Breaking Imphash

Signaturing is a technique used to associate a unique value to a malware. Roughly, when an enterprise’s security sensor comes across a file, it computes the file’s signature and chooses to deny access if this signature is in the sensor’s set of known malware signatures. Imphash is a widely-used signaturing algorithm in the information security industry. We do not recommend using imphash to signature malware given how trivially we can defeat it. The following paper presented last year describes defeating imphash.

Submitted on Sept 17, 2019 (https://arxiv.org/abs/1909.07630)

Presented at BSides Sacramento 2019

Abstract-- There are numerous schemes to generically signature artifacts. We specifically consider how to avoid signatures based on imphash. Imphash is used to signature Portable Executable (PE) files and an imphash of a PE file is an MD5 digest over all the symbols that PE file imports. Imphash has been used in numerous cases to accurately tie a PE file seen in one environment to PE files in other, although each of these PE files’ contents was different. Although argument made is that altering the imphash of derived PE file artifacts is an expensive process, for example, you will need to modify source code and recompile or relink in a different order, we present a novel algorithm that generates derivative PE files such that its imphash is different from the original PE file. This algorithm produces feasible solutions that defeat the impash algorithm.


1 Introduction

Incident Response and infrastructure teams want to efficiently detect, disrupt, and prevent threat groups running malware on enterprise devices. Tracking a threat group's file artifacts assists in identifying their attack campaigns. One well-known scheme used to track threat groups's backdoors is imphash [1]. Imphash (for "import hash") is a signature scheme that identifies portable executable (PE) files' imports uniquely, and has been used in numerous cases (e.g., [2][3][6][7][8]) to accurately tie a threat group’s backdoor PE file seen in one environment to bookdoor PE files in other environments even though each of these files’ contents was different. Although the commonly-held belief is that any solution to avoid imphash signatures is time-consuming and expensive for malware authors, necessitating malware authors to modify source code and recompile or relink in a different order to generate variants, we present a novel algorithm that generates derivative PE files each having an imphash different from the original PE file. This proposed algorithm demonstrates that using imphash schemes to track threat groups’ PE files is not viable.

1.1 Related Work

Information Technology (IT) and Incident Response (IR) teams who defend enterprise systems prefer signaturing schemes that are inexpensive to compute but prohibitively expensive for malware authors to defeat. Similarly, malware authors prefer signature avoidance techniques that inexpensively transform the original file artifact but are prohibitively expensive for defenders to signature.

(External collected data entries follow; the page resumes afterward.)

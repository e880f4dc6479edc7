//! lorikeet-server - HTTP transcription service

use clap::Parser;
use eyre::{Result, WrapErr};
use lorikeet_server::config::ServerConfig;
use lorikeet_server::lifecycle::{self, Lifecycle};
use lorikeet_server::routes;
use std::sync::Arc;
use tracing_subscriber::EnvFilter;

#[tokio::main]
async fn main() -> Result<()> {
    let (non_blocking, _guard) = tracing_appender::non_blocking(std::io::stderr());

    tracing_subscriber::fmt()
        .with_writer(non_blocking)
        .with_env_filter(EnvFilter::from_default_env())
        .init();

    let config = ServerConfig::parse();

    let lifecycle = Arc::new(Lifecycle::new());

    // Requests observe the loading state until this task finishes
    let loader = Arc::clone(&lifecycle);
    let model_dir = config.model_dir.clone();
    tokio::task::spawn_blocking(move || lifecycle::load_from_dir(&loader, &model_dir));

    let addr = config.bind_addr();
    let listener = tokio::net::TcpListener::bind(addr)
        .await
        .wrap_err_with(|| format!("failed to bind {addr}"))?;

    tracing::info!(%addr, "listening");

    axum::serve(listener, routes::router(lifecycle))
        .await
        .wrap_err("server error")
}
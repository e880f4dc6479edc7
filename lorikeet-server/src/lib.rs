//! lorikeet-server: HTTP transcription service.
//!
//! One model, loaded once at startup; two endpoints:
//!
//! - `GET /health` reports the model lifecycle state
//! - `POST /transcribe` turns a base64 f32 PCM payload into text
//!
//! The lifecycle is constructed in `main` and passed into the router, so
//! tests can drive the same handlers with a fake recognizer.

pub mod config;
pub mod error;
pub mod lifecycle;
pub mod routes;
pub mod transcribe;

There are multiple schemes to signature artifacts. A straight-forward approach is to produce a message digest, such as MD5, SHA1, SHA256, etc., over the content of a file. Any change to the file’s content yields a new message digest, and this new message digest has no similarity to the original file’s message digest. There are locality-sensitive hashing algorithms that produce hashes such that the distance between the hashes will be small if the files’ contents are similar to each other. Other approaches to signaturing PE files involve checking if the program database (pdb) path are the same or if the timestamp the linker stored in the file is the same. Imphash, as mentioned previously, produces an MD5 digest over all the symbols a PE file imports. There are numerous papers reporting usage of imphash to cluster malware to same families [2][3].

1.2 Portable Executable

The Portable Executable (PE) file format was designed by Microsoft for use in all their operating systems [4]. This format is loosely documented in WINNT.H and thoroughly documented in [5], and describes all the pieces necessary to run code encapsulated inside a file employing this format. Windows executables such as EXEs, DLLs, SYSs, etc. all are files following this format. The Import Table, the Import Address Table, and the Base Relocation Table are of particular interest.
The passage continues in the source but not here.